Jun 30 2016 | by ALEX CASTLE
Since Brexit became a reality on Friday morning, everyone from intellectuals, to politicians (see what I did there!) to my mum have had their say on what they think this will mean for the future of the UK. The resounding response, however, seems to be “Well….Umm….We’re not really sure...” So in that vein, let’s have a look at some ways that Brexit could affect those of a digital marketing persuasion.
One of the first things to happen after the result was announced was the pound fell to a 31-year low against the dollar and nearly 3% against the Euro. Suddenly millions of people found themselves wishing they had bought their summer holiday Euros on Thursday instead of leaving it to the last minute. This means that digital marketers who sell their services to other countries are going to see those skills become cheaper for the buyers. Similarly, buying goods or services from other countries is going to become more expensive. This will include the cost of digital services bought in the UK but paid for in dollars. So those Amazon Web Services you pay for in dollars ($) will have already seen an increase in cost ($$$).
This move could also affect the American tech moguls like Google and Facebook over their perceived transgressions on data collection. The UK had long been viewed as an ally in Europe and had a pretty lax attitude when it came to tech regulation. Our French and German neighbours, on the other hand, have been less compromising and have led the effort to temper the amount and type of data these companies can collect on European citizens. In 2014, for example, Google was fined $113,000 for failing to comply with a French interpretation of the new "right to be forgotten" law. With the UK soon out of the picture this stance is likely to gain more influence. As digital marketers, data collection is hugely important to how we understand and interact with our customers and is a key component to shaping our strategies.
Speaking of tech giants, Microsoft have already announced that they would be less likely to invest in the UK in future if they leave the EU. Google and Amazon had also made plans to build data centers in the UK. The Brexit vote may mean these companies instead decide to house the data of its EU clients in other cities like Paris or Berlin. Without the stability and trade agreements that come with being part of the EU, the future is uncertain for many digital marketing businesses rooted in the UK.
This move could also have a serious effect on the tech startup industry here in Blighty. London has long held the title of tech startup capital of Europe but with potential changes to immigration laws and the uncertainty created by Brexit, Berlin is poised to steal our crown. However, there is an alternative train of thought which says that, actually, London’s tech startups will be fine. Whether or not we’re in the EU, the UK is still one of the largest economies in the world and London will remain a welcoming and diverse city.
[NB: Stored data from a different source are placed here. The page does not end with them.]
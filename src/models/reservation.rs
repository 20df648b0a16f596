//! Reservation model and status state machine

use chrono::{DateTime, Utc};
use rand::Rng;
use serde::{Deserialize, Serialize};
use sqlx::{Decode, Encode, FromRow, Postgres};
use utoipa::ToSchema;
use validator::Validate;

use super::user::BorrowerRole;

/// Reservation lifecycle status
#[derive(Debug, Clone, Copy, PartialEq, Eq, Serialize, Deserialize, ToSchema)]
pub enum ReservationStatus {
    Pending,
    Approved,
    Rejected,
    Fulfilled,
    Cancelled,
    Expired,
}

impl ReservationStatus {
    pub fn as_str(&self) -> &'static str {
        match self {
            ReservationStatus::Pending => "Pending",
            ReservationStatus::Approved => "Approved",
            ReservationStatus::Rejected => "Rejected",
            ReservationStatus::Fulfilled => "Fulfilled",
            ReservationStatus::Cancelled => "Cancelled",
            ReservationStatus::Expired => "Expired",
        }
    }

    /// A reservation counts against the per-user cap and the one-per-book
    /// rule while Pending or Approved.
    pub fn is_active(&self) -> bool {
        matches!(self, ReservationStatus::Pending | ReservationStatus::Approved)
    }

    /// Transition table for the reservation state machine. Terminal states
    /// (Rejected, Fulfilled, Cancelled, Expired) admit no further moves.
    pub fn can_transition_to(&self, next: ReservationStatus) -> bool {
        use ReservationStatus::*;
        matches!(
            (self, next),
            (Pending, Approved)
                | (Pending, Rejected)
                | (Pending, Cancelled)
                | (Pending, Expired)
                | (Approved, Fulfilled)
                | (Approved, Cancelled)
                | (Approved, Expired)
        )
    }
}

impl std::fmt::Display for ReservationStatus {
    fn fmt(&self, f: &mut std::fmt::Formatter<'_>) -> std::fmt::Result {
        write!(f, "{}", self.as_str())
    }
}

impl std::str::FromStr for ReservationStatus {
    type Err = String;

    fn from_str(s: &str) -> Result<Self, Self::Err> {
        match s.to_lowercase().as_str() {
            "pending" => Ok(ReservationStatus::Pending),
            "approved" => Ok(ReservationStatus::Approved),
            "rejected" => Ok(ReservationStatus::Rejected),
            "fulfilled" => Ok(ReservationStatus::Fulfilled),
            "cancelled" => Ok(ReservationStatus::Cancelled),
            "expired" => Ok(ReservationStatus::Expired),
            _ => Err(format!("Invalid reservation status: {}", s)),
        }
    }
}

// SQLx conversion for ReservationStatus (stored as text)
impl sqlx::Type<Postgres> for ReservationStatus {
    fn type_info() -> sqlx::postgres::PgTypeInfo {
        <String as sqlx::Type<Postgres>>::type_info()
    }
}

impl<'r> Decode<'r, Postgres> for ReservationStatus {
    fn decode(value: sqlx::postgres::PgValueRef<'r>) -> Result<Self, sqlx::error::BoxDynError> {
        let s: String = Decode::<Postgres>::decode(value)?;
        s.parse().map_err(|e: String| e.into())
    }
}

impl Encode<'_, Postgres> for ReservationStatus {
    fn encode_by_ref(&self, buf: &mut sqlx::postgres::PgArgumentBuffer) -> sqlx::encode::IsNull {
        let s: String = self.as_str().to_string();
        <String as Encode<Postgres>>::encode(s, buf)
    }
}

/// Reservation model from database
#[derive(Debug, Clone, Serialize, Deserialize, FromRow, ToSchema)]
pub struct Reservation {
    pub id: i32,
    pub reservation_id: String,
    pub book_id: i32,
    pub user_id: String,
    pub user_email: Option<String>,
    pub user_name: String,
    pub user_role: BorrowerRole,
    pub lrn: Option<String>,
    pub section: Option<String>,
    pub grade_level: Option<String>,
    pub employee_id: Option<String>,
    pub department: Option<String>,
    pub reserve_date: DateTime<Utc>,
    pub return_date: DateTime<Utc>,
    pub status: ReservationStatus,
    pub requested_at: DateTime<Utc>,
}

/// Create reservation request. The book may be referenced by id or ISBN.
#[derive(Debug, Deserialize, Validate, ToSchema)]
pub struct CreateReservation {
    pub book_id: Option<i32>,
    pub isbn: Option<String>,
    #[validate(length(min = 1, message = "user_id is required"))]
    pub user_id: String,
    pub user_email: Option<String>,
    #[validate(length(min = 1, message = "user_name is required"))]
    pub user_name: String,
    pub user_role: BorrowerRole,
    pub lrn: Option<String>,
    pub section: Option<String>,
    pub grade_level: Option<String>,
    pub employee_id: Option<String>,
    pub department: Option<String>,
    pub reserve_date: DateTime<Utc>,
    pub return_date: DateTime<Utc>,
}

const RESERVATION_ID_CHARSET: &[u8] = b"ABCDEFGHIJKLMNOPQRSTUVWXYZ0123456789";

/// Generate a human-readable reservation id
pub fn generate_reservation_id(now: DateTime<Utc>) -> String {
    let mut rng = rand::thread_rng();
    let suffix: String = (0..4)
        .map(|_| {
            let idx = rng.gen_range(0..RESERVATION_ID_CHARSET.len());
            RESERVATION_ID_CHARSET[idx] as char
        })
        .collect();
    format!("RSV-{}-{}", now.timestamp_millis(), suffix)
}

#[cfg(test)]
mod tests {
    use super::*;
    use ReservationStatus::*;

    #[test]
    fn pending_moves_to_review_outcomes() {
        assert!(Pending.can_transition_to(Approved));
        assert!(Pending.can_transition_to(Rejected));
        assert!(Pending.can_transition_to(Cancelled));
        assert!(Pending.can_transition_to(Expired));
        assert!(!Pending.can_transition_to(Fulfilled));
    }

    #[test]
    fn approved_moves_to_pickup_outcomes() {
        assert!(Approved.can_transition_to(Fulfilled));
        assert!(Approved.can_transition_to(Cancelled));
        assert!(Approved.can_transition_to(Expired));
        assert!(!Approved.can_transition_to(Rejected));
        assert!(!Approved.can_transition_to(Pending));
    }

    #[test]
    fn terminal_states_admit_nothing() {
        for terminal in [Rejected, Fulfilled, Cancelled, Expired] {
            for next in [Pending, Approved, Rejected, Fulfilled, Cancelled, Expired] {
                assert!(!terminal.can_transition_to(next), "{terminal} -> {next} must be illegal");
            }
        }
    }

    #[test]
    fn self_transitions_are_illegal() {
        for status in [Pending, Approved] {
            assert!(!status.can_transition_to(status));
        }
    }

    #[test]
    fn only_pending_and_approved_are_active() {
        assert!(Pending.is_active());
        assert!(Approved.is_active());
        for status in [Rejected, Fulfilled, Cancelled, Expired] {
            assert!(!status.is_active());
        }
    }

    #[test]
    fn reservation_ids_carry_prefix() {
        let id = generate_reservation_id(Utc::now());
        assert!(id.starts_with("RSV-"));
    }
}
London’s universities will continue to rank among the best in the world, contributing an endless stream of graduates to the city’s talent pool. Visa complications aside, London will be able to attract skilled marketers from all over the world, and English will remain one of the world’s most widely-spoken languages.
Free from EU red tape, it’s possible that Brexit may actually make the UK a more attractive place to build and finance new technology companies.
There’s a great deal of uncertainty surrounding the future of the UK and the digital marketing world. But despite the confusion and panic, the digital marketing industry will continue to do what we’ve always done; adapt, innovate and expand.